Databricks File System - DBFS

The Databricks File System or DBFS is a distributed file system that comes installed on Databricks Runtime Clusters in Databricks.

DBFS is a layer over S3, which allows you to mount S3 buckets to make them available to users in your workspace

The Databricks File System is available in both Python and Scala. By default, DBFS uses an S3 bucket created in the Databricks account to store data that is not stored on a DBFS mount point. Databricks can switch this over to an S3 bucket in your own account at your request.
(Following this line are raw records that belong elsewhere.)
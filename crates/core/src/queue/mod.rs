//! Hand-off of task IDs from the request side to workers.
//!
//! Delivery is at-least-once: the queue may hand out an ID whose task is
//! already finished or leased, and the worker's claim discards it.

mod memory;

pub use memory::MemoryTaskQueue;

use async_trait::async_trait;
use std::time::Duration;
use thiserror::Error;

use crate::error::ErrorCode;

#[derive(Debug, Error, PartialEq, Eq)]
pub enum QueueError {
    #[error("Queue is closed")]
    Closed,
}

impl QueueError {
    pub fn code(&self) -> ErrorCode {
        ErrorCode::StorageError
    }
}

/// An ordered queue of task IDs.
#[async_trait]
pub trait TaskQueue: Send + Sync {
    /// Adds an ID. Returns `false` if it was already waiting.
    async fn enqueue(&self, task_id: &str) -> Result<bool, QueueError>;

    /// Adds an ID once `delay` has elapsed.
    async fn enqueue_after(&self, task_id: &str, delay: Duration) -> Result<(), QueueError>;

    /// Waits for the next ID. Returns `None` once the queue is closed.
    async fn dequeue(&self) -> Option<String>;

    /// Number of IDs waiting.
    async fn len(&self) -> usize;

    async fn is_empty(&self) -> bool {
        self.len().await == 0
    }

    /// Stops accepting IDs and wakes all waiting consumers.
    async fn close(&self);
}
Mounting other S3 buckets in DBFS gives your Databricks users access to specific data without requiring them to have your S3 keys. In addition,

  • Files in DBFS persist to S3, so you won’t lose data even after you terminate the clusters.
  • dbutils makes it easy for you to use DBFS and is automatically available (no import necessary) in every Databricks notebook.
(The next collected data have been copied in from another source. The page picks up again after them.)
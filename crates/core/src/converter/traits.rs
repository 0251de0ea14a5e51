//! Trait definitions for the converter module.

use async_trait::async_trait;
use std::path::Path;

use super::error::ConverterError;
use super::types::{ConversionJob, ConversionResult, MediaInfo};

/// A transcoding engine that applies a filter chain and encodes an
/// alpha-capable output.
#[async_trait]
pub trait Converter: Send + Sync {
    /// Returns the name of this converter implementation.
    fn name(&self) -> &str;

    /// Probes a media file to get its information.
    async fn probe(&self, path: &Path) -> Result<MediaInfo, ConverterError>;

    /// Converts a media file according to the job specification.
    async fn convert(&self, job: ConversionJob) -> Result<ConversionResult, ConverterError>;

    /// Validates that the converter is properly configured and ready.
    async fn validate(&self) -> Result<(), ConverterError>;
}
You can access DBFS through Databricks Utilities - dbutils with a Spark Cluster or using the DBFS Command Line Interface on your local computer.
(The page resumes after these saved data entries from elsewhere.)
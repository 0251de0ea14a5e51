//! Filesystem-backed object store.

use async_trait::async_trait;
use sha2::{Digest, Sha256};
use std::path::{Component, Path, PathBuf};
use tokio::fs::{self, File};
use tokio::io::{AsyncReadExt, AsyncWriteExt, BufReader, BufWriter};
use tracing::debug;

use super::{ObjectStore, StorageError, StoredObject};

const BUFFER_SIZE: usize = 64 * 1024;

/// Stores objects as files under a root directory.
///
/// Writes go to a temporary sibling first and are renamed into place once
/// the copy has been verified, so readers never see a partial object.
pub struct LocalObjectStore {
    root: PathBuf,
    public_base_url: Option<String>,
}

impl LocalObjectStore {
    pub fn new(root: impl Into<PathBuf>) -> Self {
        let root = root.into();
        let root = std::path::absolute(&root).unwrap_or(root);
        Self {
            root,
            public_base_url: None,
        }
    }

    /// Builds result URLs as `<base>/<key>` instead of `file://` paths.
    pub fn with_public_base_url(mut self, base: Option<String>) -> Self {
        self.public_base_url = base.map(|b| b.trim_end_matches('/').to_string());
        self
    }

    pub fn root(&self) -> &Path {
        &self.root
    }

    /// Resolves a key to a path under the root, rejecting traversal.
    fn path_for(&self, key: &str) -> Result<PathBuf, StorageError> {
        let invalid = || StorageError::InvalidKey {
            key: key.to_string(),
        };
        if key.is_empty() || key.contains('\\') {
            return Err(invalid());
        }
        let relative = Path::new(key);
        if !relative
            .components()
            .all(|c| matches!(c, Component::Normal(_)))
        {
            return Err(invalid());
        }
        Ok(self.root.join(relative))
    }

    /// Copies `source` to `destination`, returning size and SHA-256.
    async fn copy_hashed(
        key: &str,
        source: &Path,
        destination: &Path,
    ) -> Result<(u64, String), StorageError> {
        let source_file = File::open(source)
            .await
            .map_err(|e| StorageError::io(key, e))?;
        let dest_file = File::create(destination)
            .await
            .map_err(|e| StorageError::io(key, e))?;

        let mut reader = BufReader::with_capacity(BUFFER_SIZE, source_file);
        let mut writer = BufWriter::with_capacity(BUFFER_SIZE, dest_file);
        let mut hasher = Sha256::new();
        let mut total_bytes = 0u64;
        let mut buffer = vec![0u8; BUFFER_SIZE];

        loop {
            let bytes_read = reader
                .read(&mut buffer)
                .await
                .map_err(|e| StorageError::io(key, e))?;
            if bytes_read == 0 {
                break;
            }
            hasher.update(&buffer[..bytes_read]);
            writer
                .write_all(&buffer[..bytes_read])
                .await
                .map_err(|e| StorageError::io(key, e))?;
            total_bytes += bytes_read as u64;
        }

        writer.flush().await.map_err(|e| StorageError::io(key, e))?;
        writer
            .into_inner()
            .sync_all()
            .await
            .map_err(|e| StorageError::io(key, e))?;

        Ok((total_bytes, format!("{:x}", hasher.finalize())))
    }

    async fn checksum(key: &str, path: &Path) -> Result<String, StorageError> {
        let file = File::open(path).await.map_err(|e| StorageError::io(key, e))?;
        let mut reader = BufReader::with_capacity(BUFFER_SIZE, file);
        let mut hasher = Sha256::new();
        let mut buffer = vec![0u8; BUFFER_SIZE];
        loop {
            let bytes_read = reader
                .read(&mut buffer)
                .await
                .map_err(|e| StorageError::io(key, e))?;
            if bytes_read == 0 {
                break;
            }
            hasher.update(&buffer[..bytes_read]);
        }
        Ok(format!("{:x}", hasher.finalize()))
    }
}

#[async_trait]
impl ObjectStore for LocalObjectStore {
    fn name(&self) -> &str {
        "local"
    }

    async fn put(&self, key: &str, source: &Path) -> Result<StoredObject, StorageError> {
        let destination = self.path_for(key)?;
        if let Some(parent) = destination.parent() {
            fs::create_dir_all(parent)
                .await
                .map_err(|e| StorageError::io(key, e))?;
        }

        let file_name = destination
            .file_name()
            .map(|n| n.to_string_lossy().to_string())
            .unwrap_or_default();
        let partial = destination.with_file_name(format!(
            ".{}.{}.partial",
            file_name,
            uuid::Uuid::new_v4()
        ));

        let written = async {
            let (size_bytes, expected) = Self::copy_hashed(key, source, &partial).await?;
            let actual = Self::checksum(key, &partial).await?;
            if actual != expected {
                return Err(StorageError::ChecksumMismatch {
                    key: key.to_string(),
                    expected,
                    actual,
                });
            }
            fs::rename(&partial, &destination)
                .await
                .map_err(|e| StorageError::io(key, e))?;
            Ok((size_bytes, actual))
        }
        .await;

        let (size_bytes, checksum) = match written {
            Ok(done) => done,
            Err(e) => {
                let _ = fs::remove_file(&partial).await;
                return Err(e);
            }
        };

        debug!(key = %key, size_bytes, "Stored object");
        Ok(StoredObject {
            key: key.to_string(),
            size_bytes,
            checksum,
            url: self.url(key),
        })
    }

    async fn get(&self, key: &str, dest: &Path) -> Result<u64, StorageError> {
        let path = self.path_for(key)?;
        fs::copy(&path, dest)
            .await
            .map_err(|e| StorageError::io(key, e))
    }

    async fn read(&self, key: &str) -> Result<Vec<u8>, StorageError> {
        let path = self.path_for(key)?;
        fs::read(&path).await.map_err(|e| StorageError::io(key, e))
    }

    async fn delete(&self, key: &str) -> Result<bool, StorageError> {
        let path = self.path_for(key)?;
        match fs::remove_file(&path).await {
            Ok(()) => Ok(true),
            Err(e) if e.kind() == std::io::ErrorKind::NotFound => Ok(false),
            Err(e) => Err(StorageError::io(key, e)),
        }
    }

    async fn exists(&self, key: &str) -> Result<bool, StorageError> {
        let path = self.path_for(key)?;
        fs::try_exists(&path)
            .await
            .map_err(|e| StorageError::io(key, e))
    }

    fn url(&self, key: &str) -> String {
        match &self.public_base_url {
            Some(base) => format!("{}/{}", base, key),
            None => format!("file://{}", self.root.join(key).display()),
        }
    }
}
DBFS Command Line Interface

The DBFS command line interface leverages the DBFS API to expose a easy to use command line interface to DBFS. Using this client, interacting with DBFS is as easy as running.

# List files in DBFS
dbfs ls
# Put local file ./apple.txt to dbfs:/apple.txt
dbfs cp ./apple.txt dbfs:/apple.txt
# Get dbfs:/apple.txt and save to local file ./apple.txt
dbfs cp dbfs:/apple.txt ./apple.txt
# Recursively put local dir ./banana to dbfs:/banana
dbfs cp -r ./banana dbfs:/banana

For more information about the DBFS command line interface reference Databricks CLI.

Saving Files to DBFS with dbutils

Read and write files to DBFS as if it were a local filesystem.

dbutils.fs.put("/foobar/baz.txt", "Hello, World!")

Use Spark to write to DBFS

sc.parallelize(range(0, 100)).saveAsTextFile("/tmp/foo.txt")
sc.parallelize(0 until 100).saveAsTextFile("/tmp/bar.txt")

Use nothing or dbfs:/ to access a DBFS path.


Use file:/ to access the local disk"file:/foobar")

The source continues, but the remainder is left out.